**Entries supplied**:
//! Domain models for a titration session.
//!
//! A session owns its condition store and the append-only trial log. It is
//! created at session start and discarded once the summary has been emitted.
use chrono::{DateTime, Utc};
use serde::{Deserialize, Serialize};
use std::fmt;
use uuid::Uuid;

use super::condition::{Condition, ConditionKind, ConditionSnapshot, ConditionStore};
use super::trial::{ChoiceOption, TrialKind, TrialRecord};

/// Session lifecycle phase, advanced strictly in declaration order
#[derive(Debug, Clone, Copy, PartialEq, Eq, PartialOrd, Ord, Serialize, Deserialize)]
#[serde(rename_all = "lowercase")]
pub enum SessionPhase {
    /// Session created, nothing presented yet
    Created,
    /// Instruction pages are being shown
    Instructions,
    /// Titration loop with interleaved filler trials
    Titration,
    /// Real-stakes payoff trial
    Payoff,
    /// Summary assembled; no further trials accepted
    Complete,
}

impl fmt::Display for SessionPhase {
    fn fmt(&self, f: &mut fmt::Formatter<'_>) -> fmt::Result {
        let name = match self {
            Self::Created => "created",
            Self::Instructions => "instructions",
            Self::Titration => "titration",
            Self::Payoff => "payoff",
            Self::Complete => "complete",
        };
        write!(f, "{name}")
    }
}

/// Mutable state of one session
#[derive(Debug, Clone, Serialize, Deserialize)]
pub struct SessionState {
    /// Unique session identifier
    pub id: Uuid,

    /// Current lifecycle phase
    pub phase: SessionPhase,

    /// Titration trials administered so far
    pub total_trials_run: u32,

    /// Filler trials administered so far
    pub filler_trials_run: u32,

    /// Offer of the most recently presented trial
    pub last_offered_reward: Option<u32>,

    /// Stimulus text of the most recently presented trial
    pub last_stimulus_text: Option<String>,

    /// Every condition of the session, filler included
    pub conditions: ConditionStore,

    /// Conditions that have transitioned to resolved
    pub resolved_count: u32,

    /// Append-only trial log
    pub records: Vec<TrialRecord>,

    /// Session creation timestamp
    pub started_at: DateTime<Utc>,

    /// Set when the session reaches [`SessionPhase::Complete`]
    pub finished_at: Option<DateTime<Utc>>,
}

impl SessionState {
    /// Creates a session around a freshly initialised condition store
    pub fn new(conditions: ConditionStore) -> Self {
        Self {
            id: Uuid::new_v4(),
            phase: SessionPhase::Created,
            total_trials_run: 0,
            filler_trials_run: 0,
            last_offered_reward: None,
            last_stimulus_text: None,
            conditions,
            resolved_count: 0,
            records: Vec::new(),
            started_at: Utc::now(),
            finished_at: None,
        }
    }

    /// Moves to `phase`; phases never move backwards
    pub fn advance(&mut self, phase: SessionPhase) {
        if phase > self.phase {
            self.phase = phase;
            if phase == SessionPhase::Complete {
                self.finished_at = Some(Utc::now());
            }
        }
    }

    /// Index the next appended record will receive
    pub fn next_trial_index(&self) -> u32 {
        u32::try_from(self.records.len()).unwrap_or(u32::MAX)
    }

    /// Remembers what was just put in front of the subject
    pub fn note_presented(&mut self, offered_reward: u32, stimulus_text: &str) {
        self.last_offered_reward = Some(offered_reward);
        self.last_stimulus_text = Some(stimulus_text.to_string());
    }

    /// Appends a completed trial to the log
    pub fn append_record(&mut self, record: TrialRecord) {
        self.records.push(record);
    }

    /// Completed titration trials, in order
    pub fn titration_records(&self) -> Vec<&TrialRecord> {
        self.records
            .iter()
            .filter(|r| r.trial_kind == TrialKind::Titration)
            .collect()
    }

    /// Builds the end-of-session summary
    pub fn summary(&self, payoff: Option<PayoffOutcome>) -> SessionSummary {
        SessionSummary {
            session_id: self.id,
            total_trials_run: self.total_trials_run,
            filler_trials_run: self.filler_trials_run,
            resolved_count: self.resolved_count,
            condition_count: self.conditions.titration_conditions().count(),
            conditions: self
                .conditions
                .titration_conditions()
                .map(ConditionSummary::from)
                .collect(),
            payoff,
            started_at: self.started_at,
            finished_at: self.finished_at,
        }
    }
}

/// What the subject is owed after the payoff trial
#[derive(Debug, Clone, Copy, PartialEq, Eq, Serialize, Deserialize)]
pub struct Payout {
    pub amount: u32,
    #[serde(skip_serializing_if = "Option::is_none")]
    pub delay_days: Option<u32>,
    #[serde(skip_serializing_if = "Option::is_none")]
    pub probability_percent: Option<u32>,
}

impl Payout {
    /// Payout implied by choosing `option` on a trial of `kind`
    pub const fn for_choice(
        option: ChoiceOption,
        kind: ConditionKind,
        offered_reward: u32,
        standard_amount: u32,
    ) -> Self {
        match option {
            ChoiceOption::Variable => Self {
                amount: offered_reward,
                delay_days: None,
                probability_percent: None,
            },
            ChoiceOption::Standard => match kind {
                ConditionKind::TemporalDelay { delay_days } => Self {
                    amount: standard_amount,
                    delay_days: Some(delay_days),
                    probability_percent: None,
                },
                ConditionKind::ProbabilityDelay {
                    probability_percent,
                } => Self {
                    amount: standard_amount,
                    delay_days: None,
                    probability_percent: Some(probability_percent),
                },
                ConditionKind::Filler => Self {
                    amount: standard_amount,
                    delay_days: None,
                    probability_percent: None,
                },
            },
        }
    }
}

impl fmt::Display for Payout {
    fn fmt(&self, f: &mut fmt::Formatter<'_>) -> fmt::Result {
        write!(f, "{}", self.amount)?;
        match (self.delay_days, self.probability_percent) {
            (Some(days), _) => write!(f, " in {days} day(s)"),
            (_, Some(p)) => write!(f, " with {p}% chance"),
            _ => write!(f, " now, for sure"),
        }
    }
}

/// Result of the real-stakes payoff trial
#[derive(Debug, Clone, PartialEq, Eq, Serialize, Deserialize)]
pub struct PayoffOutcome {
    /// `trial_index` of the titration record that was re-presented
    pub source_trial_index: u32,
    pub condition_id: String,
    pub kind: ConditionKind,
    pub offered_reward: u32,
    pub stimulus_text: String,
    pub chosen_label: String,
    pub chosen_option: ChoiceOption,
    pub response_time_ms: u64,
    pub payout: Payout,
}

/// Final state of one condition
#[derive(Debug, Clone, PartialEq, Serialize, Deserialize)]
pub struct ConditionSummary {
    pub id: String,
    pub kind: ConditionKind,
    pub trials_completed: u32,
    pub resolved: bool,
    /// Indifference point, or bracket midpoint when unresolved
    pub estimate: f64,
    pub snapshot: ConditionSnapshot,
}

impl From<&Condition> for ConditionSummary {
    fn from(condition: &Condition) -> Self {
        Self {
            id: condition.id.clone(),
            kind: condition.kind,
            trials_completed: condition.trials_completed,
            resolved: condition.is_resolved(),
            estimate: condition.estimate(),
            snapshot: condition.snapshot(),
        }
    }
}

/// Emitted once per session after the payoff trial
#[derive(Debug, Clone, PartialEq, Serialize, Deserialize)]
pub struct SessionSummary {
    pub session_id: Uuid,
    pub total_trials_run: u32,
    pub filler_trials_run: u32,
    pub resolved_count: u32,
    pub condition_count: usize,
    pub conditions: Vec<ConditionSummary>,
    pub payoff: Option<PayoffOutcome>,
    pub started_at: DateTime<Utc>,
    pub finished_at: Option<DateTime<Utc>>,
}

#[cfg(test)]
mod tests {
    use super::*;

    fn store() -> ConditionStore {
        ConditionStore::initialize(1000, &[7, 30], &[50])
    }

    #[test]
    fn test_new_session() {
        let session = SessionState::new(store());
        assert_eq!(session.phase, SessionPhase::Created);
        assert_eq!(session.total_trials_run, 0);
        assert_eq!(session.resolved_count, 0);
        assert!(session.records.is_empty());
        assert!(session.finished_at.is_none());
    }

    #[test]
    fn test_phase_never_moves_backwards() {
        let mut session = SessionState::new(store());
        session.advance(SessionPhase::Titration);
        session.advance(SessionPhase::Instructions);
        assert_eq!(session.phase, SessionPhase::Titration);

        session.advance(SessionPhase::Complete);
        assert_eq!(session.phase, SessionPhase::Complete);
        assert!(session.finished_at.is_some());
    }

    #[test]
    fn test_summary_excludes_filler() {
        let session = SessionState::new(store());
        let summary = session.summary(None);
        assert_eq!(summary.condition_count, 3);
        assert_eq!(summary.conditions.len(), 3);
        assert!(summary.conditions.iter().all(|c| !c.kind.is_filler()));
    }

    #[test]
    fn test_payout_for_variable_choice_is_immediate() {
        let payout = Payout::for_choice(
            ChoiceOption::Variable,
            ConditionKind::TemporalDelay { delay_days: 30 },
            450,
            1000,
        );
        assert_eq!(payout.amount, 450);
        assert_eq!(payout.delay_days, None);
        assert_eq!(payout.to_string(), "450 now, for sure");
    }

    #[test]
    fn test_payout_for_standard_choice_carries_condition() {
        let delayed = Payout::for_choice(
            ChoiceOption::Standard,
            ConditionKind::TemporalDelay { delay_days: 30 },
            450,
            1000,
        );
        assert_eq!(delayed.amount, 1000);
        assert_eq!(delayed.delay_days, Some(30));

        let risky = Payout::for_choice(
            ChoiceOption::Standard,
            ConditionKind::ProbabilityDelay {
                probability_percent: 25,
            },
            450,
            1000,
        );
        assert_eq!(risky.probability_percent, Some(25));
        assert_eq!(risky.to_string(), "1000 with 25% chance");
    }
}
//! CLI type definitions
//!
//! This module contains clap command structures that define the CLI interface.

use clap::{Parser, Subcommand};
use std::path::PathBuf;

use crate::cli::commands::config::ConfigArgs;
use crate::cli::commands::run::RunArgs;
use crate::cli::commands::simulate::SimulateArgs;

#[derive(Parser, Debug)]
#[command(name = "titrate")]
#[command(about = "Titrate - adaptive delay and probability discounting sessions", long_about = None)]
#[command(version)]
pub struct Cli {
    #[command(subcommand)]
    pub command: Commands,

    /// Output in JSON format
    #[arg(short, long, global = true)]
    pub json: bool,

    /// Load configuration from this file instead of .titrate/
    #[arg(short, long, global = true, env = "TITRATE_CONFIG")]
    pub config: Option<PathBuf>,
}

#[derive(Subcommand, Debug)]
pub enum Commands {
    /// Run an interactive session on this terminal
    Run(RunArgs),

    /// Run a session against a simulated discounting subject
    Simulate(SimulateArgs),

    /// Inspect or create configuration
    Config(ConfigArgs),
}
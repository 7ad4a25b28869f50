//! Implementation of the `titrate config` command.

use anyhow::{Context, Result};
use clap::{Args, Subcommand};
use serde::Serialize;
use std::path::PathBuf;
use tokio::fs;

use crate::cli::output::{output, CommandOutput};
use crate::domain::models::Config;
use crate::infrastructure::config::loader::CONFIG_DIR;
use crate::infrastructure::config::ConfigLoader;

#[derive(Args, Debug)]
pub struct ConfigArgs {
    #[command(subcommand)]
    pub command: ConfigCommand,
}

#[derive(Subcommand, Debug)]
pub enum ConfigCommand {
    /// Print the effective configuration
    Show,
    /// Check the effective configuration and report the session it defines
    Validate,
    /// Write a default .titrate/config.yaml
    Init {
        /// Overwrite an existing file
        #[arg(long, short)]
        force: bool,

        /// Target directory (defaults to current directory)
        #[arg(default_value = ".")]
        path: PathBuf,
    },
}

#[derive(Debug, Serialize)]
pub struct ShowOutput {
    pub config: Config,
}

impl CommandOutput for ShowOutput {
    fn to_human(&self) -> String {
        serde_yaml::to_string(&self.config).unwrap_or_default()
    }

    fn to_json(&self) -> serde_json::Value {
        serde_json::to_value(&self.config).unwrap_or_default()
    }
}

#[derive(Debug, Serialize)]
pub struct ValidateOutput {
    pub valid: bool,
    pub conditions: usize,
    pub sequence_length: u32,
    pub trial_budget: u32,
}

impl ValidateOutput {
    pub fn for_config(config: &Config) -> Self {
        let session = &config.session;
        let conditions = session.condition_count();
        Self {
            valid: true,
            conditions,
            sequence_length: session
                .repeats_per_condition
                .saturating_mul(u32::try_from(conditions).unwrap_or(u32::MAX)),
            trial_budget: session.effective_trial_budget(),
        }
    }
}

impl CommandOutput for ValidateOutput {
    fn to_human(&self) -> String {
        format!(
            "Configuration is valid: {} conditions, {} sequence entries, at most {} titration trials",
            self.conditions, self.sequence_length, self.trial_budget
        )
    }

    fn to_json(&self) -> serde_json::Value {
        serde_json::to_value(self).unwrap_or_default()
    }
}

#[derive(Debug, Serialize)]
pub struct InitOutput {
    pub success: bool,
    pub message: String,
    pub path: PathBuf,
}

impl CommandOutput for InitOutput {
    fn to_human(&self) -> String {
        self.message.clone()
    }

    fn to_json(&self) -> serde_json::Value {
        serde_json::to_value(self).unwrap_or_default()
    }
}

pub async fn execute(args: ConfigArgs, config: Config, json_mode: bool) -> Result<()> {
    match args.command {
        ConfigCommand::Show => {
            output(&ShowOutput { config }, json_mode);
            Ok(())
        }
        ConfigCommand::Validate => {
            ConfigLoader::validate(&config)?;
            output(&ValidateOutput::for_config(&config), json_mode);
            Ok(())
        }
        ConfigCommand::Init { force, path } => {
            let result = write_default_config(&path, force).await?;
            output(&result, json_mode);
            Ok(())
        }
    }
}

/// Write the built-in defaults to `<root>/.titrate/config.yaml`
pub async fn write_default_config(root: &std::path::Path, force: bool) -> Result<InitOutput> {
    let dir = root.join(CONFIG_DIR);
    let path = dir.join("config.yaml");

    if path.exists() && !force {
        return Ok(InitOutput {
            success: false,
            message: format!("{} already exists. Use --force to overwrite.", path.display()),
            path,
        });
    }

    fs::create_dir_all(&dir)
        .await
        .with_context(|| format!("Failed to create {}", dir.display()))?;
    let yaml = serde_yaml::to_string(&Config::default()).context("Failed to serialize defaults")?;
    fs::write(&path, yaml)
        .await
        .with_context(|| format!("Failed to write {}", path.display()))?;

    Ok(InitOutput {
        success: true,
        message: format!("Wrote default configuration to {}", path.display()),
        path,
    })
}
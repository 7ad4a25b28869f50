//! Interactive runner reading answers from stdin.

use anyhow::{Context, Result};
use async_trait::async_trait;
use console::{style, Term};
use std::io::Write;
use std::time::Instant;
use tokio::io::{AsyncBufReadExt, BufReader, Lines, Stdin};

use crate::domain::models::{ChoicePrompt, ChoiceResponse, TrialKind};
use crate::domain::ports::TrialRunner;

/// Presents trials on the terminal and times the subject's answer
///
/// The raw answer is returned as typed; label validation belongs to the
/// orchestrator, which re-presents the trial on anything it cannot parse.
pub struct ConsoleTrialRunner {
    lines: Lines<BufReader<Stdin>>,
    term: Term,
    clear_between_trials: bool,
}

impl Default for ConsoleTrialRunner {
    fn default() -> Self {
        Self::new()
    }
}

impl ConsoleTrialRunner {
    pub fn new() -> Self {
        Self {
            lines: BufReader::new(tokio::io::stdin()).lines(),
            term: Term::stdout(),
            clear_between_trials: true,
        }
    }

    #[must_use]
    pub fn with_clear_between_trials(mut self, clear: bool) -> Self {
        self.clear_between_trials = clear;
        self
    }

    async fn read_line(&mut self) -> Result<String> {
        self.lines
            .next_line()
            .await
            .context("Failed to read from stdin")?
            .context("Input closed before the session finished")
    }

    fn clear(&self) {
        if self.clear_between_trials && self.term.is_term() {
            // Clearing is cosmetic
            let _ = self.term.clear_screen();
        }
    }
}

#[async_trait]
impl TrialRunner for ConsoleTrialRunner {
    async fn present_choice(&mut self, prompt: &ChoicePrompt) -> Result<ChoiceResponse> {
        self.clear();

        if prompt.trial_kind == TrialKind::Payoff {
            println!("{}", style("This choice is for real.").yellow().bold());
            println!();
        }
        println!("{}", style(&prompt.stimulus_text).bold());
        println!();
        print!("Your choice [{}]: ", prompt.option_labels.join("/"));
        std::io::stdout().flush().context("Failed to flush stdout")?;

        let started = Instant::now();
        let answer = self.read_line().await?;
        let response_time_ms = u64::try_from(started.elapsed().as_millis()).unwrap_or(u64::MAX);

        Ok(ChoiceResponse::new(answer.trim(), response_time_ms))
    }

    async fn show_message(&mut self, text: &str) -> Result<()> {
        self.clear();
        println!("{text}");
        println!();
        print!("{}", style("Press Enter to continue").dim());
        std::io::stdout().flush().context("Failed to flush stdout")?;
        self.read_line().await?;
        Ok(())
    }
}
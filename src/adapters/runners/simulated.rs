//! Simulated subject with hyperbolic discounting.
//!
//! Delayed rewards are valued at `S / (1 + k·D)` (D in days) and risky
//! rewards at `S / (1 + h·θ)` with odds against `θ = (100 - p) / p`. The
//! subject takes the variable amount whenever it is worth at least as much
//! as the discounted standard, optionally lapsing to a random answer.

use anyhow::{anyhow, Result};
use async_trait::async_trait;
use rand::rngs::StdRng;
use rand::{Rng, SeedableRng};

use crate::domain::models::{ChoiceContext, ChoiceOption, ChoicePrompt, ChoiceResponse, ConditionKind};
use crate::domain::ports::TrialRunner;

const DEFAULT_RESPONSE_TIME_MS: u64 = 900;

#[derive(Debug, Clone)]
pub struct SimulatedSubject {
    delay_discount_k: f64,
    probability_discount_h: f64,
    lapse_rate: f64,
    response_time_ms: u64,
    rng: StdRng,
    choices_made: u32,
}

impl SimulatedSubject {
    /// Subject with delay discount rate `k` (per day) and probability
    /// discount rate `h`
    pub fn new(delay_discount_k: f64, probability_discount_h: f64) -> Self {
        Self {
            delay_discount_k: delay_discount_k.max(0.0),
            probability_discount_h: probability_discount_h.max(0.0),
            lapse_rate: 0.0,
            response_time_ms: DEFAULT_RESPONSE_TIME_MS,
            rng: StdRng::seed_from_u64(0),
            choices_made: 0,
        }
    }

    /// Answer at random with probability `lapse_rate`
    #[must_use]
    pub fn with_lapses(mut self, lapse_rate: f64, seed: u64) -> Self {
        self.lapse_rate = lapse_rate.clamp(0.0, 1.0);
        self.rng = StdRng::seed_from_u64(seed);
        self
    }

    pub const fn choices_made(&self) -> u32 {
        self.choices_made
    }

    /// Subjective value of the standard under `kind`, i.e. the true
    /// indifference point
    pub fn subjective_value(&self, kind: ConditionKind, standard_amount: u32) -> f64 {
        let standard = f64::from(standard_amount);
        match kind {
            ConditionKind::TemporalDelay { delay_days } => {
                standard / self.delay_discount_k.mul_add(f64::from(delay_days), 1.0)
            }
            ConditionKind::ProbabilityDelay {
                probability_percent,
            } => {
                let p = f64::from(probability_percent.clamp(1, 100)) / 100.0;
                let odds_against = (1.0 - p) / p;
                standard / self.probability_discount_h.mul_add(odds_against, 1.0)
            }
            ConditionKind::Filler => standard,
        }
    }

    /// Deterministic preference, ignoring lapses
    pub fn prefers(&self, context: &ChoiceContext) -> ChoiceOption {
        let value = self.subjective_value(context.kind, context.standard_amount);
        if f64::from(context.offered_reward) >= value {
            ChoiceOption::Variable
        } else {
            ChoiceOption::Standard
        }
    }
}

#[async_trait]
impl TrialRunner for SimulatedSubject {
    async fn present_choice(&mut self, prompt: &ChoicePrompt) -> Result<ChoiceResponse> {
        let context = prompt
            .context
            .ok_or_else(|| anyhow!("Simulated subject needs a structured choice context"))?;

        let choice = if self.lapse_rate > 0.0 && self.rng.gen_bool(self.lapse_rate) {
            if self.rng.gen_bool(0.5) {
                ChoiceOption::Variable
            } else {
                ChoiceOption::Standard
            }
        } else {
            self.prefers(&context)
        };

        self.choices_made += 1;
        Ok(ChoiceResponse::new(choice.label(), self.response_time_ms))
    }
}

**Work item**:
Copy all lines of the records that have the string "exists" in them.

**Answer space**:
    if path.exists() && !force {
            message: format!("{} already exists. Use --force to overwrite.", path.display()),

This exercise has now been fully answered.